Зубр качает головой. Мы едем. Зубр ведёт молча. Этого человека не напугать. Уже не напугать: он родом из посёлка Коммунар. Того самого, где отличился батальон «Айдар». Того самого, где сейчас следователи ДНР вскрывают массовые захоронения замученных мирных жителей. Лежит ли там кто-то из его близких? Здесь не задают таких вопросов.


И снова она. Граница между жизнью и смертью. Я уже привык к её присутствию. Здесь она невероятно близко. Я пересекал её в Спартаке. Но я не знал, что она есть и в Донецке. Мир вокруг снова меняется. Резко. Переход, словно пограничным столбом, отмечен щитом с флагом ДНР и лозунгом: «Достаток. Народовластие. Равенство».


После него мир смолкает. Исчезают птицы. Тени становятся темнее и резче. Даже листья на деревьях словно припорошены какой-то серой пылью. За окнами не происходит ничего. Нет ни выстрелов, ни взрывов. Только звенящая тишина. И смерть, разлитая в воздухе. Это – её территория.


То, что я вижу за окнами машины, похоже на Чернобыль. Или «Зону» из фильма «Сталкер». Такое же пустое, угрюмое и смертоносное. Пустые автобусные остановки. Пустые ларьки. Пустые дома. Многие даже не повреждены. Но в них никого нет.


Зубр показывает на неприметный поворот направо. Это дорога на Донецкий аэропорт. Примерно через 500 метров начинается зона, в которой укры уже бьют прямой наводкой. Потрясает безмятежность этого места. Тихо. Спокойно. Неподвижно. Всего в полукилометре от огненного Ада. «Ад расплавленного свинца». Кажется, у буддистов есть такой. Что ж, буддисты правы – он действительно есть. Только он не где-то за горизонтом реальности. Он здесь.


Октябрьский похож на Спартак. Только гораздо страшнее. Спартак состоит из частной застройки. А Октябрьский – это полноценный спальный микрорайон, застроенный стандартными хрущёвскими пятиэтажками. Он напоминает Западный микрорайон моего родного Ростова-на-Дону. Это район, в котором я родился. Они похожи друг на друга как два близнеца… Один из которых мёртв.

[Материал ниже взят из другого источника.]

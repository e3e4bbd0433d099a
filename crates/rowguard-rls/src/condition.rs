//! The condition node model.
//!
//! A [`Condition`] is a closed tree of SQL boolean expressions. Every node
//! renders to a self-contained fragment: logical groups carry their own
//! parentheses, so callers never add any.

use rowguard_core::DialectConfig;
use serde::{Deserialize, Serialize};

use crate::error::RlsError;
use crate::escape::{escape_qualified, escape_value};
use crate::helper::Helper;
use crate::render::RenderSql;
use crate::subquery::SubqueryDefinition;
use crate::value::{ColumnRef, ContextValue, SqlValue};

#[derive(Debug, Clone, Copy, PartialEq, Eq, Hash, Serialize, Deserialize)]
#[serde(rename_all = "lowercase")]
pub enum ComparisonOp {
    Eq,
    Neq,
    Gt,
    Gte,
    Lt,
    Lte,
}

impl ComparisonOp {
    pub fn symbol(&self) -> &'static str {
        match self {
            ComparisonOp::Eq => "=",
            ComparisonOp::Neq => "!=",
            ComparisonOp::Gt => ">",
            ComparisonOp::Gte => ">=",
            ComparisonOp::Lt => "<",
            ComparisonOp::Lte => "<=",
        }
    }
}

#[derive(Debug, Clone, Copy, PartialEq, Eq, Hash, Serialize, Deserialize)]
#[serde(rename_all = "lowercase")]
pub enum PatternOp {
    Like,
    Ilike,
}

impl PatternOp {
    pub fn keyword(&self) -> &'static str {
        match self {
            PatternOp::Like => "LIKE",
            PatternOp::Ilike => "ILIKE",
        }
    }
}

#[derive(Debug, Clone, Copy, PartialEq, Eq, Hash, Serialize, Deserialize)]
#[serde(rename_all = "lowercase")]
pub enum LogicalOp {
    And,
    Or,
}

impl LogicalOp {
    pub fn keyword(&self) -> &'static str {
        match self {
            LogicalOp::And => "AND",
            LogicalOp::Or => "OR",
        }
    }
}

#[derive(Debug, Clone, Copy, PartialEq, Eq, Hash, Serialize, Deserialize)]
#[serde(rename_all = "snake_case")]
pub enum NullCheck {
    IsNull,
    IsNotNull,
}

/// The right-hand side of a membership test.
#[derive(Debug, Clone, PartialEq, Serialize, Deserialize)]
#[serde(rename_all = "snake_case")]
pub enum Membership {
    /// `col IN (v1, v2, ...)`
    In(Vec<SqlValue>),
    /// `col IN (SELECT ...)`
    InSubquery(Box<SubqueryDefinition>),
    /// `col @> value`
    Contains(SqlValue),
}

/// An argument to a SQL function call.
#[derive(Debug, Clone, PartialEq, Serialize, Deserialize)]
#[serde(rename_all = "snake_case")]
pub enum FunctionArg {
    /// A column or other identifier, escaped but never quoted as a literal.
    Identifier(String),
    Condition(Condition),
    Value(SqlValue),
}

impl From<&str> for FunctionArg {
    fn from(identifier: &str) -> Self {
        FunctionArg::Identifier(identifier.to_string())
    }
}

impl From<String> for FunctionArg {
    fn from(identifier: String) -> Self {
        FunctionArg::Identifier(identifier)
    }
}

impl From<Condition> for FunctionArg {
    fn from(condition: Condition) -> Self {
        FunctionArg::Condition(condition)
    }
}

impl From<SqlValue> for FunctionArg {
    fn from(value: SqlValue) -> Self {
        FunctionArg::Value(value)
    }
}

/// A SQL boolean expression tree.
#[derive(Debug, Clone, PartialEq, Serialize, Deserialize)]
#[serde(rename_all = "snake_case")]
pub enum Condition {
    Comparison {
        column: ColumnRef,
        op: ComparisonOp,
        value: SqlValue,
    },
    Pattern {
        column: ColumnRef,
        op: PatternOp,
        pattern: String,
    },
    Membership {
        column: ColumnRef,
        membership: Membership,
    },
    NullCheck {
        column: ColumnRef,
        check: NullCheck,
    },
    /// Two or more conditions joined by one operator. Built through
    /// [`Condition::and`]/[`Condition::or`], which keep same-operator groups flat.
    Logical {
        op: LogicalOp,
        conditions: Vec<Condition>,
    },
    Subquery {
        column: ColumnRef,
        subquery: Box<SubqueryDefinition>,
    },
    Function {
        name: String,
        args: Vec<FunctionArg>,
    },
    Helper(Helper),
    Context(ContextValue),
}

impl Condition {
    pub fn comparison(
        column: impl Into<ColumnRef>,
        op: ComparisonOp,
        value: impl Into<SqlValue>,
    ) -> Self {
        Condition::Comparison {
            column: column.into(),
            op,
            value: value.into(),
        }
    }

    pub fn pattern(
        column: impl Into<ColumnRef>,
        op: PatternOp,
        pattern: impl Into<String>,
    ) -> Self {
        Condition::Pattern {
            column: column.into(),
            op,
            pattern: pattern.into(),
        }
    }

    pub fn membership(column: impl Into<ColumnRef>, membership: Membership) -> Self {
        Condition::Membership {
            column: column.into(),
            membership,
        }
    }

    pub fn null_check(column: impl Into<ColumnRef>, check: NullCheck) -> Self {
        Condition::NullCheck {
            column: column.into(),
            check,
        }
    }

    pub fn subquery(column: impl Into<ColumnRef>, subquery: SubqueryDefinition) -> Self {
        Condition::Subquery {
            column: column.into(),
            subquery: Box::new(subquery),
        }
    }

    /// A function call such as `has_access(owner_id, auth.uid() IS NOT NULL)`.
    pub fn function<I, A>(name: impl Into<String>, args: I) -> Self
    where
        I: IntoIterator<Item = A>,
        A: Into<FunctionArg>,
    {
        Condition::Function {
            name: name.into(),
            args: args.into_iter().map(Into::into).collect(),
        }
    }

    /// The column this node tests, for nodes that test one.
    pub fn column(&self) -> Option<&ColumnRef> {
        match self {
            Condition::Comparison { column, .. }
            | Condition::Pattern { column, .. }
            | Condition::Membership { column, .. }
            | Condition::NullCheck { column, .. }
            | Condition::Subquery { column, .. } => Some(column),
            Condition::Helper(Helper::IsMemberOf { local_key, .. }) => Some(local_key),
            _ => None,
        }
    }
}

impl RenderSql for Condition {
    fn render_sql(&self, dialect: &DialectConfig) -> Result<String, RlsError> {
        match self {
            Condition::Comparison { column, op, value } => Ok(format!(
                "{} {} {}",
                escape_qualified(column.as_str()),
                op.symbol(),
                escape_value(value, dialect)?
            )),
            Condition::Pattern {
                column,
                op,
                pattern,
            } => Ok(format!(
                "{} {} {}",
                escape_qualified(column.as_str()),
                op.keyword(),
                escape_value(&SqlValue::Text(pattern.clone()), dialect)?
            )),
            Condition::Membership { column, membership } => {
                let column = escape_qualified(column.as_str());
                match membership {
                    Membership::In(values) => {
                        let escaped = values
                            .iter()
                            .map(|value| escape_value(value, dialect))
                            .collect::<Result<Vec<_>, _>>()?;
                        Ok(format!("{} IN ({})", column, escaped.join(", ")))
                    }
                    Membership::InSubquery(subquery) => {
                        Ok(format!("{} IN {}", column, subquery.render_sql(dialect)?))
                    }
                    Membership::Contains(value) => {
                        Ok(format!("{} @> {}", column, escape_value(value, dialect)?))
                    }
                }
            }
            Condition::NullCheck { column, check } => {
                let suffix = match check {
                    NullCheck::IsNull => "IS NULL",
                    NullCheck::IsNotNull => "IS NOT NULL",
                };
                Ok(format!("{} {}", escape_qualified(column.as_str()), suffix))
            }
            Condition::Logical { op, conditions } => {
                match conditions.as_slice() {
                    [] => {
                        return Err(RlsError::construction(format!(
                            "empty {} group",
                            op.keyword()
                        )));
                    }
                    [only] => return only.render_sql(dialect),
                    _ => {}
                }
                let rendered = conditions
                    .iter()
                    .map(|condition| condition.render_sql(dialect))
                    .collect::<Result<Vec<_>, _>>()?;
                let separator = format!(" {} ", op.keyword());
                Ok(format!("({})", rendered.join(&separator)))
            }
            Condition::Subquery { column, subquery } => Ok(format!(
                "{} IN {}",
                escape_qualified(column.as_str()),
                subquery.render_sql(dialect)?
            )),
            Condition::Function { name, args } => {
                let rendered = args
                    .iter()
                    .map(|arg| match arg {
                        FunctionArg::Identifier(identifier) => Ok(escape_qualified(identifier)),
                        FunctionArg::Condition(condition) => condition.render_sql(dialect),
                        FunctionArg::Value(value) => escape_value(value, dialect),
                    })
                    .collect::<Result<Vec<_>, RlsError>>()?;
                Ok(format!("{}({})", escape_qualified(name), rendered.join(", ")))
            }
            Condition::Helper(helper) => helper.render_sql(dialect),
            Condition::Context(context) => context.render_sql(dialect),
        }
    }
}

#[cfg(test)]
mod tests {
    use super::*;
    use crate::subquery::from;
    use crate::value::{column, current_user_id, raw, session, SessionType};
    use pretty_assertions::assert_eq;

    fn sql(condition: &Condition) -> String {
        condition.to_sql().unwrap()
    }

    #[test]
    fn test_comparison_operators() {
        assert_eq!(sql(&column("age").eq(18)), "age = 18");
        assert_eq!(sql(&column("age").neq(18)), "age != 18");
        assert_eq!(sql(&column("age").gt(18)), "age > 18");
        assert_eq!(sql(&column("age").gte(18)), "age >= 18");
        assert_eq!(sql(&column("age").lt(18)), "age < 18");
        assert_eq!(sql(&column("age").lte(18)), "age <= 18");
    }

    #[test]
    fn test_comparison_escapes_both_sides() {
        assert_eq!(
            sql(&column("last-name").eq("O'Brien")),
            "\"last-name\" = 'O''Brien'"
        );
    }

    #[test]
    fn test_pattern() {
        assert_eq!(sql(&column("email").like("%@acme.com")), "email LIKE '%@acme.com'");
        assert_eq!(sql(&column("title").ilike("draft%")), "title ILIKE 'draft%'");
    }

    #[test]
    fn test_membership_list() {
        assert_eq!(
            sql(&column("status").is_in(["active", "pending"])),
            "status IN ('active', 'pending')"
        );
        // Empty lists are kept as-is: always false in PostgreSQL.
        assert_eq!(
            sql(&column("status").is_in(Vec::<String>::new())),
            "status IN ()"
        );
    }

    #[test]
    fn test_membership_contains() {
        assert_eq!(
            sql(&column("tags").contains(vec!["admin"])),
            "tags @> ARRAY['admin']"
        );
    }

    #[test]
    fn test_membership_subquery() {
        let subquery = from("teams")
            .select(["id"])
            .filter(column("owner_id").eq(current_user_id()))
            .unwrap()
            .build();
        assert_eq!(
            sql(&column("team_id").in_subquery(subquery)),
            "team_id IN (SELECT id FROM teams WHERE owner_id = auth.uid())"
        );
    }

    #[test]
    fn test_null_checks() {
        assert_eq!(sql(&column("deleted_at").is_null()), "deleted_at IS NULL");
        assert_eq!(
            sql(&column("published_at").is_not_null()),
            "published_at IS NOT NULL"
        );
    }

    #[test]
    fn test_function_call() {
        let condition = Condition::function(
            "auth.can_access",
            [
                FunctionArg::from("p.id"),
                FunctionArg::from(column("role").eq("editor")),
                FunctionArg::from(SqlValue::from("read")),
            ],
        );
        assert_eq!(
            sql(&condition),
            "auth.can_access(p.id, role = 'editor', 'read')"
        );
    }

    #[test]
    fn test_context_condition() {
        let condition = Condition::Context(session("app.is_admin", SessionType::Boolean));
        assert_eq!(sql(&condition), "current_setting('app.is_admin')::boolean");
    }

    #[test]
    fn test_raw_value() {
        assert_eq!(
            sql(&column("created_at").gt(raw("NOW() - INTERVAL '7 days'"))),
            "created_at > NOW() - INTERVAL '7 days'"
        );
    }

    #[test]
    fn test_rendering_is_idempotent() {
        let condition = column("user_id")
            .eq(current_user_id())
            .or(column("is_public").eq(true))
            .and(column("deleted_at").is_null());
        assert_eq!(sql(&condition), sql(&condition));
    }

    #[test]
    fn test_column_accessor() {
        assert_eq!(
            column("a.b").eq(1).column().map(ColumnRef::as_str),
            Some("a.b")
        );
        assert!(column("a").eq(1).and(column("b").eq(2)).column().is_none());
    }

    #[test]
    fn test_empty_logical_group_is_rejected() {
        let decoded: Condition =
            serde_json::from_str(r#"{"logical":{"op":"and","conditions":[]}}"#).unwrap();
        let err = decoded.to_sql().unwrap_err();
        assert!(err.is_construction_error());

        let built = Condition::Logical {
            op: LogicalOp::Or,
            conditions: vec![],
        };
        assert!(built.to_sql().unwrap_err().is_construction_error());
    }

    #[test]
    fn test_single_child_logical_group_renders_child() {
        let condition = Condition::Logical {
            op: LogicalOp::And,
            conditions: vec![column("user_id").eq(current_user_id())],
        };
        assert_eq!(sql(&condition), "user_id = auth.uid()");
    }
}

Всё то же самое. Только фасады домов изрублены осколками. Только асфальт на дорогах изувечен воронками от мин. Только оконные рамы выбиты взрывной волной. И редкие прохожие. Как призраки.
А может и не «как»…
А ещё сожжённые школы и детские сады. По ним бьют в первую очередь. Это их визитная карточка. Их главная мишень – русские дети. Выбить следующее поколение – это цель №1 любого геноцида.


Выходим из машины. Осматриваемся. Нам надо попасть за высокий террикон, находящийся за широким полем. По краям которого стоят бывшие дома.
- Не сходи с дороги. Здесь могут быть растяжки.
Я и не схожу. Я это уже знаю.
Впереди тупик: поперёк дороги лежит бетонный столб, перерубленный у основания прямым попаданием снаряда. Начинаем выезжать обратно…


Бум… Мина разрывается неожиданно и довольно близко.
Бум… Снова. Ещё ближе.
Бум… И ещё ближе.
Они не просто стреляют. Они стреляют по нам.